FE-based damage modeling approach for short fiber reinforced thermoplastics under quasi-static load coupling anisotropic viscoplasticity and matrix degradation

It is challenging to predict the material degradation and crack initiation of short fiber reinforced thermoplastics (SFRT) components with high computation efficiency and low parameter identification effort. To achieve that, this work utilizes a hybrid method combining micro- and macro-mechanical approaches to describe the damage-coupled material behavior of SFRT. The Mori-Tanaka mean-field homogenization method is used to determine the effective linear elastic properties of SFRT, whereas the consideration of plasticity is based on a macro-mechanical anisotropic viscoplastic model. The effect of micro-damage in the matrix material on the macroscopic behaviors of SFRT is considered within the Continuum Damage Mechanics (CDM) framework. A nonlinear damage evolution law is implemented to account for the nonlinearity in the damage evolution.
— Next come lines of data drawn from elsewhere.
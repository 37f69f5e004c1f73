use std::str::FromStr;

use imgmap::geometry::limits;
use imgmap::{ImageInfo, Point, PointerKind};
use wasm_bindgen::prelude::*;
use web_sys::{HtmlCanvasElement, HtmlImageElement};

use crate::binding::{apply_image_size, Binding};
use crate::canvas::CanvasSurface;
use crate::interop::{new_obj, set_kv, size_obj, to_js};
use crate::options::{self, ComputedCache, Options};
use crate::{error, ImageMapper};

#[wasm_bindgen]
pub fn set_panic_hook() {
    #[cfg(feature = "console_error_panic_hook")]
    console_error_panic_hook::set_once();
}

/// Route `log` output to the browser console. Safe to call more than once.
#[wasm_bindgen]
pub fn init_logging() {
    #[cfg(feature = "console_log")]
    let _ = console_log::init_with_level(log::Level::Info);
}

fn finite(name: &str, v: f64) -> Result<f64, JsValue> {
    if v.is_finite() { Ok(v) } else { Err(error::non_finite(name)) }
}

fn size_param(name: &str, v: f64) -> Result<f64, JsValue> {
    let v = finite(name, v)?;
    if !(0.0..=limits::COORD_MAX).contains(&v) {
        return Err(error::out_of_range(name, 0.0, limits::COORD_MAX, v));
    }
    Ok(v)
}

fn prevent_obj(index: usize, prevent: bool) -> JsValue {
    let o = new_obj();
    set_kv(&o, "index", &JsValue::from_f64(index as f64));
    set_kv(&o, "preventDefault", &JsValue::from_bool(prevent));
    o.into()
}

#[wasm_bindgen]
impl ImageMapper {
    /// Lenient constructor: options that fail to parse are logged and the
    /// defaults used instead.
    #[wasm_bindgen(constructor)]
    pub fn new(options: JsValue) -> ImageMapper {
        let img = options::ImgSlot::default();
        let mut computed = ComputedCache::default();
        let opts = match options::parse(&options, &mut computed, &img, false) {
            Ok(o) => o,
            Err((code, msg)) => {
                log::warn!("ignoring options ({code}): {msg}");
                computed = ComputedCache::default();
                Options::default()
            }
        };
        ImageMapper::rs_new(opts, img, computed)
    }

    pub fn new_res(options: JsValue) -> JsValue {
        let img = options::ImgSlot::default();
        let mut computed = ComputedCache::default();
        match options::parse(&options, &mut computed, &img, true) {
            Ok(opts) => error::ok(ImageMapper::rs_new(opts, img, computed).into()),
            Err((code, msg)) => error::err(code, msg, None),
        }
    }

    /// Apply new options. Returns whether anything was recomputed.
    pub fn update(&self, options: JsValue) -> bool {
        let parsed = options::parse(&options, &mut self.computed.borrow_mut(), &self.img, false);
        match parsed {
            Ok(opts) => self.rs_update(opts),
            Err((code, msg)) => {
                log::warn!("update ignored ({code}): {msg}");
                false
            }
        }
    }

    pub fn update_res(&self, options: JsValue) -> JsValue {
        let parsed = options::parse(&options, &mut self.computed.borrow_mut(), &self.img, true);
        match parsed {
            Ok(opts) => error::ok(JsValue::from_bool(self.rs_update(opts))),
            Err((code, msg)) => error::err(code, msg, None),
        }
    }

    /// Bind to an image element and the canvas laid over it. Initialization
    /// runs once the image reports complete, via its load event or polling.
    pub fn attach(&mut self, img: HtmlImageElement, canvas: HtmlCanvasElement) -> Result<(), JsValue> {
        let surface = CanvasSurface::new(canvas)?;
        self.binding = None;
        *self.img.borrow_mut() = Some(img.clone());
        let src = self.read(|core| core.config().src.clone()).unwrap_or_default();
        if !src.is_empty() && img.get_attribute("src").as_deref() != Some(src.as_str()) {
            img.set_src(&src);
        }
        self.with_core(|core| core.attach_surface(surface));
        let binding = Binding::new(&self.inner, img)?;
        binding.start()?;
        self.binding = Some(binding);
        log::debug!("attached; loaded={}", self.is_loaded());
        Ok(())
    }

    pub fn detach(&mut self) {
        self.binding = None;
        *self.img.borrow_mut() = None;
        self.with_core(|core| core.detach_surface());
    }

    /// True while a bound image is still being polled for completion.
    pub fn is_waiting(&self) -> bool {
        self.binding.as_ref().is_some_and(Binding::is_waiting)
    }

    /// Re-measure the bound image after a layout change.
    pub fn refresh(&self) -> JsValue {
        let Some(b) = self.binding.as_ref().filter(|b| b.is_loaded()) else {
            return JsValue::NULL;
        };
        let info = crate::interop::image_info(b.img());
        let Some(sizing) = self.with_core(|core| core.refresh_image(info)) else {
            return JsValue::NULL;
        };
        apply_image_size(b.img(), &sizing);
        to_js(&sizing)
    }

    /// Initialize from host-supplied measurements instead of a bound element.
    pub fn load_image(&self, natural_width: f64, natural_height: f64, client_width: f64, client_height: f64) -> JsValue {
        let info = ImageInfo { natural_width, natural_height, client_width, client_height };
        self.with_core(|core| core.on_image_loaded(info))
            .map_or(JsValue::NULL, |sizing| to_js(&sizing))
    }

    pub fn load_image_res(&self, natural_width: f64, natural_height: f64, client_width: f64, client_height: f64) -> JsValue {
        let checked = (|| {
            Ok::<_, JsValue>(ImageInfo {
                natural_width: size_param("natural_width", natural_width)?,
                natural_height: size_param("natural_height", natural_height)?,
                client_width: size_param("client_width", client_width)?,
                client_height: size_param("client_height", client_height)?,
            })
        })();
        let info = match checked {
            Ok(info) => info,
            Err(e) => return e,
        };
        match self.with_core(|core| core.on_image_loaded(info)) {
            Some(sizing) => error::ok(to_js(&sizing)),
            None => error::busy(),
        }
    }

    pub fn is_loaded(&self) -> bool {
        self.read(|core| core.is_loaded()).unwrap_or(false)
    }

    pub fn set_parent_width(&self, width: f64) -> bool {
        let changed = self.with_core(|core| (core.set_parent_width(width), core.sizing()));
        let Some((resynced, sizing)) = changed else { return false };
        if resynced {
            if let Some(b) = self.binding.as_ref().filter(|b| b.is_loaded()) {
                apply_image_size(b.img(), &sizing);
            }
        }
        resynced
    }

    pub fn set_parent_width_res(&self, width: f64) -> JsValue {
        match size_param("width", width) {
            Ok(w) => error::ok(JsValue::from_bool(self.set_parent_width(w))),
            Err(e) => e,
        }
    }

    /// Deliver a region event. Returns true when the host should call
    /// `preventDefault` on the originating event.
    pub fn pointer(&self, kind: &str, index: u32) -> bool {
        match PointerKind::from_str(kind) {
            Ok(k) => self.with_core(|core| core.on_pointer(k, index as usize)).unwrap_or(false),
            Err(e) => {
                log::warn!("{e}");
                false
            }
        }
    }

    pub fn pointer_res(&self, kind: &str, index: u32) -> JsValue {
        let k = match PointerKind::from_str(kind) {
            Ok(k) => k,
            Err(e) => return error::map_error(&e),
        };
        let res = self.with_core(|core| {
            if !core.is_loaded() {
                return error::not_loaded();
            }
            if core.area(index as usize).is_none() {
                return error::invalid_index(index, core.working().len());
            }
            error::ok(JsValue::from_bool(core.on_pointer(k, index as usize)))
        });
        res.unwrap_or_else(error::busy)
    }

    /// Region event by display-space position; false when nothing was hit.
    pub fn pointer_at(&self, kind: &str, x: f64, y: f64) -> bool {
        let Ok(k) = PointerKind::from_str(kind) else { return false };
        self.with_core(|core| core.on_pointer_at(k, Point::new(x, y)))
            .flatten()
            .unwrap_or(false)
    }

    /// `{ index, preventDefault }` for a hit, `null` for a miss.
    pub fn pointer_at_res(&self, kind: &str, x: f64, y: f64) -> JsValue {
        let k = match PointerKind::from_str(kind) {
            Ok(k) => k,
            Err(e) => return error::map_error(&e),
        };
        if let Err(e) = finite("x", x).and_then(|_| finite("y", y)) {
            return e;
        }
        let res = self.with_core(|core| {
            let index = core.area_at(Point::new(x, y))?;
            Some((index, core.on_pointer(k, index)))
        });
        match res {
            Some(Some((index, prevent))) => error::ok(prevent_obj(index, prevent)),
            Some(None) => error::ok(JsValue::NULL),
            None => error::busy(),
        }
    }

    pub fn image_click(&self, x: f64, y: f64) {
        self.with_core(|core| core.image_click(Point::new(x, y)));
    }

    pub fn image_mouse_move(&self, x: f64, y: f64) {
        self.with_core(|core| core.image_mouse_move(Point::new(x, y)));
    }

    pub fn clear_highlighted_area(&self) {
        self.with_core(|core| core.clear_highlighted_area());
    }

    /// Displayed areas with scaled coordinates and centers, in map order.
    pub fn areas(&self) -> JsValue {
        self.read(|core| to_js(&core.areas())).unwrap_or(JsValue::NULL)
    }

    pub fn area(&self, index: u32) -> JsValue {
        self.read(|core| core.area(index as usize).map_or(JsValue::NULL, |a| to_js(&a)))
            .unwrap_or(JsValue::NULL)
    }

    /// Current working map, highlights included.
    pub fn map(&self) -> JsValue {
        self.read(|core| to_js(core.working())).unwrap_or(JsValue::NULL)
    }

    pub fn dimensions(&self) -> JsValue {
        self.read(|core| size_obj(core.sizing().canvas)).unwrap_or(JsValue::NULL)
    }

    pub fn sizing(&self) -> JsValue {
        self.read(|core| to_js(&core.sizing())).unwrap_or(JsValue::NULL)
    }
}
Targeting industrial applications, the proposed damage-coupled material model is implemented into the commercial FE software ANSYS with a novel stepwise damage updating process, requiring no user-defined subroutine. The model is calibrated with experimental data on flat specimens under monotonic and cyclic tensile loading. The FE simulation with the calibrated material model accurately describes the anisotropic deformation and crack initiation of the investigated SFRT material observed in experiments.